Je ne suis pas une salope, je suis une journaliste, le documentaire de Marie Portolano, diffusé en mars dernier sur Canal+, a provoqué une prise de conscience et un véritable séisme. La principale victime était bien sûr Pierre Ménès, dont certains passages avaient été censurés par la chaîne cryptée. Après avoir lui-même décidé de se retirer, le journaliste du Canal Football Club a effectivement été licencié au début de l'été.
La diffusion du documentaire a également causé des dégâts à Radio France. La faute, cette fois, au harcèlement dont a été victime la journaliste de rugby Amaia Cazenave sur France Bleu Pays basque. "Ça a commencé à se dégrader quand j'ai vu qu'il y avait des collègues qui se permettaient des remarques sexistes sur mon physique, beaucoup sur ma façon de m'habiller ou de me maquiller", a-t-elle raconté dans son témoignage, ajoutant : "Par exemple, en hiver, je mets un pantalon en cuir et un collègue me dit : "Tu vas t'envoyer en l'air ce soir". Ensuite, il y a aussi des épisodes qui sont perçus comme des humiliations. On m'enferme dans un bureau pour me dire que je ne dois pas parler trop fort. Ces manœuvres ont commencé à devenir tellement monstrueuses à mes yeux que j'ai pris une feuille de papier et j'ai commencé à écrire ce qui m'arrivait, avec des dates, des faits détaillés, avec ces phrases".

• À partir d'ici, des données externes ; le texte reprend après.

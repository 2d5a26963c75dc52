// Confidence aggregator: weighted factor sum rescaled onto the 60-95
// display range.

use crate::factors::{FactorKind, FactorScores, NEUTRAL_SCORE};
use diamondline_core::config::FactorWeights;

pub const CONFIDENCE_RANGE: (f64, f64) = (60.0, 95.0);
/// Weighted sums at this level map to the bottom of the range.
const RESCALE_ORIGIN: f64 = 50.0;
const RESCALE_SLOPE: f64 = 0.8;

pub fn weight_for(weights: &FactorWeights, kind: FactorKind) -> f64 {
    match kind {
        FactorKind::Offensive => weights.offensive,
        FactorKind::Pitching => weights.pitching,
        FactorKind::Situational => weights.situational,
        FactorKind::Momentum => weights.momentum,
        FactorKind::Market => weights.market,
        FactorKind::System => weights.system,
    }
}

/// Weighted sum of the six scores. A non-finite score counts as neutral.
pub fn weighted_sum(scores: &FactorScores, weights: &FactorWeights) -> f64 {
    scores
        .iter()
        .map(|(kind, score)| {
            let score = if score.is_finite() { score } else { NEUTRAL_SCORE };
            score * weight_for(weights, kind)
        })
        .sum()
}

/// `clamp(60, 95, 60 + (weighted - 50) * 0.8)`
pub fn rescale(weighted: f64) -> f64 {
    let (lo, hi) = CONFIDENCE_RANGE;
    (lo + (weighted - RESCALE_ORIGIN) * RESCALE_SLOPE).clamp(lo, hi)
}

/// Confidence for a set of factor scores, unrounded.
pub fn aggregate(scores: &FactorScores, weights: &FactorWeights) -> f64 {
    rescale(weighted_sum(scores, weights))
}

/// Whole-percent confidence as shown to users.
pub fn to_percent(confidence: f64) -> u8 {
    confidence.round().clamp(0.0, 100.0) as u8
}

#[cfg(test)]
mod tests {
    use super::*;
    use crate::factors::FactorKind;
    use diamondline_core::noise::{Noise, SeededNoise};

    fn approx_eq(a: f64, b: f64, epsilon: f64) -> bool {
        (a - b).abs() < epsilon
    }

    #[test]
    fn neutral_scores_give_seventy_six() {
        let c = aggregate(&FactorScores::default(), &FactorWeights::STANDARD);
        assert!(approx_eq(c, 76.0, 1e-9));
        assert_eq!(to_percent(c), 76);
    }

    #[test]
    fn rescale_clamps_both_ends() {
        assert_eq!(rescale(40.0), 60.0);
        assert_eq!(rescale(50.0), 60.0);
        assert_eq!(rescale(100.0), 95.0);
        assert!(approx_eq(rescale(75.0), 80.0, 1e-9));
    }

    #[test]
    fn weighted_sum_known_values() {
        let scores = FactorScores {
            offensive: 70.0,
            pitching: 73.0,
            situational: 71.0,
            momentum: 71.0,
            market: 57.0,
            system: 74.5,
        };
        let ws = weighted_sum(&scores, &FactorWeights::STANDARD);
        assert!(approx_eq(ws, 70.25, 1e-9));
        assert!(approx_eq(rescale(ws), 76.2, 1e-9));
    }

    #[test]
    fn non_finite_scores_count_as_neutral() {
        let mut scores = FactorScores::default();
        scores.market = f64::NAN;
        let c = aggregate(&scores, &FactorWeights::STANDARD);
        assert!(approx_eq(c, 76.0, 1e-9));
    }

    #[test]
    fn confidence_bounded_for_in_range_scores() {
        let mut noise = SeededNoise::seeded(11);
        for _ in 0..5000 {
            let mut scores = FactorScores::default();
            for kind in FactorKind::ALL {
                let (lo, hi) = kind.range();
                scores.set(kind, noise.uniform(lo, hi));
            }
            let c = aggregate(&scores, &FactorWeights::STANDARD);
            assert!((60.0..=95.0).contains(&c), "confidence {c} out of range");
        }
        let floor = FactorScores {
            offensive: 50.0,
            pitching: 55.0,
            situational: 55.0,
            momentum: 50.0,
            market: 55.0,
            system: 60.0,
        };
        assert!(aggregate(&floor, &FactorWeights::STANDARD) >= 60.0);
    }

    #[test]
    fn alternate_profile_changes_confidence() {
        let lock = FactorWeights {
            offensive: 0.15,
            pitching: 0.30,
            situational: 0.10,
            momentum: 0.15,
            market: 0.20,
            system: 0.10,
        };
        let mut scores = FactorScores::default();
        scores.market = 90.0;
        let standard = aggregate(&scores, &FactorWeights::STANDARD);
        let locked = aggregate(&scores, &lock);
        assert!(locked > standard);
    }
}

Il y a des gens qui ne me parlent plus.
Après l'ouverture d'une enquête au cours de laquelle pas moins de 80 travailleurs ont témoigné, pas moins de onze procédures disciplinaires ont été engagées, qui ont abouti à quatre réprimandes, trois licenciements avec suspension de salaire et deux licenciements. Mais les semaines qui ont suivi la diffusion du documentaire ont été particulièrement délicates, si l'on en croit cette femme qui travaille désormais au Parisien. "Là aussi, trois semaines ont suivi : travailler, commenter des matchs de rugby et en même temps recevoir des appels de tout Radio France, de la présidente, des syndicats, des collègues. Il y avait des gens qui m'appelaient pour me dire : "Voilà, untel m'a convoquée pour savoir si je n'avais rien à dire sur toi, si je ne voulais pas témoigner contre toi, comment tu allais dans ta vie privée", a-t-elle raconté au magazine Brut.
Ensuite, il y a eu des personnes qui ont été licenciées, qui ont été sanctionnées", a-t-elle poursuivi. Donc c'est la même chose : on leur donne la parole, on vous oublie. Et je crois que le point culminant, c'est quand j'ai appris que les accusés avaient reçu un soutien psychologique. Du moins, on le leur avait proposé. Et puis on a loué leur dignité quand ils ont dû quitter la rédaction un vendredi après-midi avec leurs cartons, alors que l'enquête était en cours. Je dois savoir qu'après la publication du document, certaines personnes ont cessé de me parler, de m'aborder. Je n'ai eu absolument aucun soutien, ni psychologique ni autre, j'aurais pu me déconnecter complètement...".